The Shedd Aquarium was in the same museum campus as the Adler Planetarium, a grassy stretch of Neo-classical buildings built for the World's Fair in 1893. It looked like a Greek Temple to Poseidon, ornamented with mermaids and seashells and green-copper statues. Set against the endless gray sky of the Void, it could have been standing on Olympus.

Lee stood in front of it, arms behind her back, looking smug. Brigg and I walked up the steps to greet her.

"Took you long enough," I said, "where have you been?"

Lee shrugged. "Solving all the world's problems. How about you two?"

Brigg and I shared an uneasy look. Lee hadn't seen the killings like we had, and we hadn't talked to her about them. If she really was on the edge of a breakthrough, we agreed we didn't want to mess with her head.

"More or less? Watching Moira prepare to Home-Alone Moscow," I said. "She's teaching thirteen-year-olds how to lead their targets."

"Lovely. Child soldiers. Dark times, huh?" Lee said. But she was smiling.

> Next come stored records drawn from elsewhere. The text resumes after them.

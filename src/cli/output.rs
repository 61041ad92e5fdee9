//! Output formatting for scan and fix results
//!
//! JSON and YAML serialize the report as-is. The human format groups
//! candidates by workflow file and prints `path:line` links that terminals and
//! editors can open directly.

use anyhow::{Context, Result};
use std::collections::BTreeMap;
use std::path::{Path, PathBuf};
use std::time::Duration;

use crate::eligibility::TARGET_RUNNER;
use crate::fix::FixOutcome;
use crate::scan::{JobReport, ScanReport};

#[derive(Debug, Clone, Copy, PartialEq, Eq)]
pub enum OutputFormat {
    /// JSON format (machine-readable)
    Json,
    /// YAML format
    Yaml,
    /// Human-readable text
    Human,
}

pub struct OutputFormatter {
    format: OutputFormat,
    verbose: bool,
    repo_root: Option<PathBuf>,
}

impl OutputFormatter {
    pub fn new(format: OutputFormat) -> Self {
        Self {
            format,
            verbose: false,
            repo_root: None,
        }
    }

    /// Also list ineligible jobs with their reasons and already-migrated jobs
    pub fn with_verbose(mut self, verbose: bool) -> Self {
        self.verbose = verbose;
        self
    }

    /// Workflow headings are shown relative to this directory
    pub fn with_repo_root(mut self, root: impl Into<PathBuf>) -> Self {
        self.repo_root = Some(root.into());
        self
    }

    pub fn format_scan(&self, report: &ScanReport) -> Result<String> {
        match self.format {
            OutputFormat::Json => {
                serde_json::to_string_pretty(report).context("Failed to serialize scan report to JSON")
            }
            OutputFormat::Yaml => {
                serde_yaml::to_string(report).context("Failed to serialize scan report to YAML")
            }
            OutputFormat::Human => Ok(self.format_scan_human(report)),
        }
    }

    pub fn format_fix(&self, outcome: &FixOutcome) -> Result<String> {
        match self.format {
            OutputFormat::Json => {
                serde_json::to_string_pretty(outcome).context("Failed to serialize fix result to JSON")
            }
            OutputFormat::Yaml => {
                serde_yaml::to_string(outcome).context("Failed to serialize fix result to YAML")
            }
            OutputFormat::Human => Ok(self.format_fix_human(outcome)),
        }
    }

    fn display_path<'a>(&self, path: &'a Path) -> std::borrow::Cow<'a, str> {
        self.repo_root
            .as_deref()
            .and_then(|root| path.strip_prefix(root).ok())
            .unwrap_or(path)
            .to_string_lossy()
    }

    fn format_scan_human(&self, report: &ScanReport) -> String {
        let mut output = String::new();

        for skipped in &report.skipped_files {
            output.push_str(&format!(
                "\u{26A0} Skipped {}: {}\n",
                self.display_path(&skipped.path),
                skipped.error
            ));
        }
        if !report.skipped_files.is_empty() {
            output.push('\n');
        }

        if report.candidates.is_empty() {
            output.push_str(&format!(
                "No jobs found that can be safely migrated to {}.\n",
                TARGET_RUNNER
            ));
        } else {
            for (path, jobs) in group_by_file(&report.candidates) {
                output.push_str(&format!("{}\n", self.display_path(path)));
                for job in jobs {
                    output.push_str(&format!(
                        "  - job \"{}\" (L{}) \u{2192} {} compatible (last run: {}) {}\n",
                        job.job.job_name,
                        job.job.line,
                        TARGET_RUNNER,
                        job.duration()
                            .map(format_duration)
                            .unwrap_or_else(|| "unknown".to_string()),
                        format_local_link(path, job.job.line)
                    ));
                    if !job.missing_commands.is_empty() {
                        output.push_str(&format!(
                            "    \u{26A0} uses commands missing on {}: {}\n",
                            TARGET_RUNNER,
                            join(&job.missing_commands)
                        ));
                    }
                }
                output.push('\n');
            }

            output.push_str(&format!(
                "Total: {} job(s) can be safely migrated.\n",
                report.candidates.len()
            ));
        }

        if self.verbose {
            if !report.ineligible.is_empty() {
                output.push_str("\nIneligible jobs:\n");
                for job in &report.ineligible {
                    let reasons: Vec<String> =
                        job.verdict.reasons.iter().map(ToString::to_string).collect();
                    output.push_str(&format!(
                        "  - job \"{}\" {}: {}\n",
                        job.job.job_name,
                        format_local_link(&job.job.workflow_path, job.job.line),
                        reasons.join(", ")
                    ));
                }
            }
            if !report.already_slim.is_empty() {
                output.push_str(&format!("\nAlready on {}:\n", TARGET_RUNNER));
                for job in &report.already_slim {
                    output.push_str(&format!(
                        "  - job \"{}\" {}\n",
                        job.job.job_name,
                        format_local_link(&job.job.workflow_path, job.job.line)
                    ));
                }
            }
        }

        output
    }

    fn format_fix_human(&self, outcome: &FixOutcome) -> String {
        let mut output = String::new();

        for file in &outcome.files {
            output.push_str(&format!(
                "\u{2713} {}: {} job(s) updated to {}\n",
                self.display_path(&file.path),
                file.jobs,
                TARGET_RUNNER
            ));
        }

        for job in &outcome.skipped {
            output.push_str(&format!(
                "\u{26A0} Skipped job \"{}\" {} (uses {}; rerun with --force to migrate anyway)\n",
                job.job.job_name,
                format_local_link(&job.job.workflow_path, job.job.line),
                join(&job.missing_commands)
            ));
        }

        if outcome.files.is_empty() {
            output.push_str("No workflows were changed.\n");
        } else {
            output.push_str(&format!(
                "Total: {} job(s) migrated in {} file(s).\n",
                outcome.jobs_fixed(),
                outcome.files.len()
            ));
        }

        output
    }
}

fn group_by_file(jobs: &[JobReport]) -> BTreeMap<&Path, Vec<&JobReport>> {
    let mut groups: BTreeMap<&Path, Vec<&JobReport>> = BTreeMap::new();
    for job in jobs {
        groups
            .entry(job.job.workflow_path.as_path())
            .or_default()
            .push(job);
    }
    groups
}

fn join<'a>(items: impl IntoIterator<Item = &'a String>) -> String {
    items
        .into_iter()
        .map(String::as_str)
        .collect::<Vec<_>>()
        .join(", ")
}

/// Compact duration: `45s`, `4m30s`, `1h2m0s`
pub fn format_duration(duration: Duration) -> String {
    let total = duration.as_secs();
    let (hours, minutes, seconds) = (total / 3600, (total % 3600) / 60, total % 60);

    if hours > 0 {
        format!("{}h{}m{}s", hours, minutes, seconds)
    } else if minutes > 0 {
        format!("{}m{}s", minutes, seconds)
    } else {
        format!("{}s", seconds)
    }
}

/// `absolute/path:line`, a form most terminals and editors turn into a link
pub fn format_local_link(path: &Path, line: usize) -> String {
    let absolute = std::path::absolute(path).unwrap_or_else(|_| path.to_path_buf());
    format!("{}:{}", absolute.display(), line)
}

The door swung open. A man in a plastic suit slid past us, dragging a fish the size of a Saint Bernard. The smell hit me like a slap, and I bent over, covering my nose.

"You seem remarkably chipper," I said, coughing.

She shrugged. "Here. You'll need this. Dab some under your nose." She handed me a small jar of white cream.

I did; a sweet, chemical smell replaced the scent of rotting fish.

"What is it?" I asked.

"I'm not sure. I had a Scavenger steal some from the morgue. It's what they use to not puke during autopsies. But anyway. Follow me."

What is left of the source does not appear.